Managers often sweat over getting enough bodies in place to do the work. But there are bare minimum qualifications. See how someone reacts during interviews, in correspondence, and on social media. If you have someone tending to snark or who doesn't understand basic formalities like please and thank-you, perhaps you should keep looking for another potential employee. It's a pain, yes, but so is getting national bad press.

And if there aren't enough people trained to deal with the customers, start to send in management. You'd be surprised what motivation that could provide.a

Improve complaint handling

Starbucks eventually fired the employee -- more than a week after the incident happened. A long time prefaced by blunders that compounded the situation. As Lekwijit mentioned, his initial post on the Starbucks Facebook page was deleted. What, did someone hope that he'd go away?

That betrays a level of social media ineptitude that shouldn't be possible or tolerated in a major company. Get people who already know what they're doing to manage the accounts or get someone who does to train and supervise others. Sending a grammatically incorrect email and offering a $5 coffee card (which is going to cost them a fraction of the amount) is ridiculous.

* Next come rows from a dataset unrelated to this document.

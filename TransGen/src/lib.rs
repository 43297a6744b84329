//! # TransGen
//!
//! Generates UO Landscaper terrain transition XML from three inputs:
//!
//! - **`terrain.xml`** - terrain names and numeric IDs
//! - **`data/transition_types.xml`** - transition types and their hashkey
//!   patterns (`A`/`B` placeholders for the two terrains' hex IDs)
//! - **an input transitions file** - transition descriptions with their map
//!   and static tiles
//!
//! For a fixed Terrain A and one or every other Terrain B, each input
//! transition whose description names a registered transition type is
//! expanded into one record per hashkey pattern, and the result is written
//! as one XML file per Terrain B.
//!
//! ## Quick Start
//!
//! ```no_run
//! use transgen::prelude::*;
//!
//! let terrains = TerrainRegistry::load("terrain.xml")?;
//! let types = TransitionTypeRegistry::load_default()?;
//! let transitions = TransitionSet::load("Dirt2Grass.xml")?;
//!
//! let dirt = terrains.resolve("Dirt").expect("Dirt is registered");
//! let grass = terrains.resolve("0x03").expect("0x03 is registered");
//! let resolved = resolve_pair(dirt, grass, transitions.records(), &types);
//! println!("{} transitions", resolved.len());
//! # Ok::<(), transgen::Error>(())
//! ```
//!
//! ## Feature Flags
//!
//! - `cli` - Enables the `transgen` command-line binary

pub mod diagnostics;
pub mod error;
pub mod formats;
pub mod generator;
pub mod render;
pub mod resolve;
pub mod terrain;
pub mod transition_types;
pub mod transitions;

// Re-exports for convenience
pub use error::{Error, ErrorKind, Result};

/// Prelude module for common imports
pub mod prelude {
    pub use crate::diagnostics::{Diagnostic, Diagnostics, Severity};
    pub use crate::error::{Error, ErrorKind, Result, SourceKind, TerrainRole};
    pub use crate::generator::{
        GenerationReport, GeneratorConfig, PairOutcome, TransitionGenerator, output_file_name,
    };
    pub use crate::render::{DEFAULT_TEMPLATE, RenderContext, XmlRenderer};
    pub use crate::resolve::{resolve_pair, substitute};
    pub use crate::terrain::{TerrainRecord, TerrainRegistry};
    pub use crate::transition_types::{HashkeyPattern, TransitionTypeRegistry};
    pub use crate::transitions::{TileRecord, TransitionRecord, TransitionSet};
}

pub const VERSION: &str = env!("CARGO_PKG_VERSION");

// CLI module (feature-gated)
#[cfg(feature = "cli")]
pub mod cli;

And if you do comment on the person's post, as Lekwijit says the company did, don't then take it down (at least, I assume they did because the comment doesn't seem to be on the page). You earned the embarrassment, so wear it and learn.

Pay more attention

You can react, but that only happens when you hear something. Pay attention to what people are saying when they're not complaining. On the tread Lekwijit started, one person who said he was fat told of a Starbucks where an employee wrote "fat man" on the cup. He said he wasn't offended, but if it happens once, he happens many times and most people won't be indifferent.

Another person who described himself as partly deaf mentioned a problem he haad at a Starbucks. He tried the district manager, who wouldn't get in contact according to the person, and a regional manager who insisted on only a phone call and not an email exchange. (Perhaps the regional manager was worried that the results would hit the desk of upper management or that it would be written proof in a legal action.)

One-time training won't do anything

The incident happened a month after the company-wide diversity training. So much for the millions it cost in expenses and foregone sales.

There is no area of business where a single training session is sufficient, whether security concerns or customer service. A company needs a culture of continuous attention to the basics. Without that, problems will continue to recur.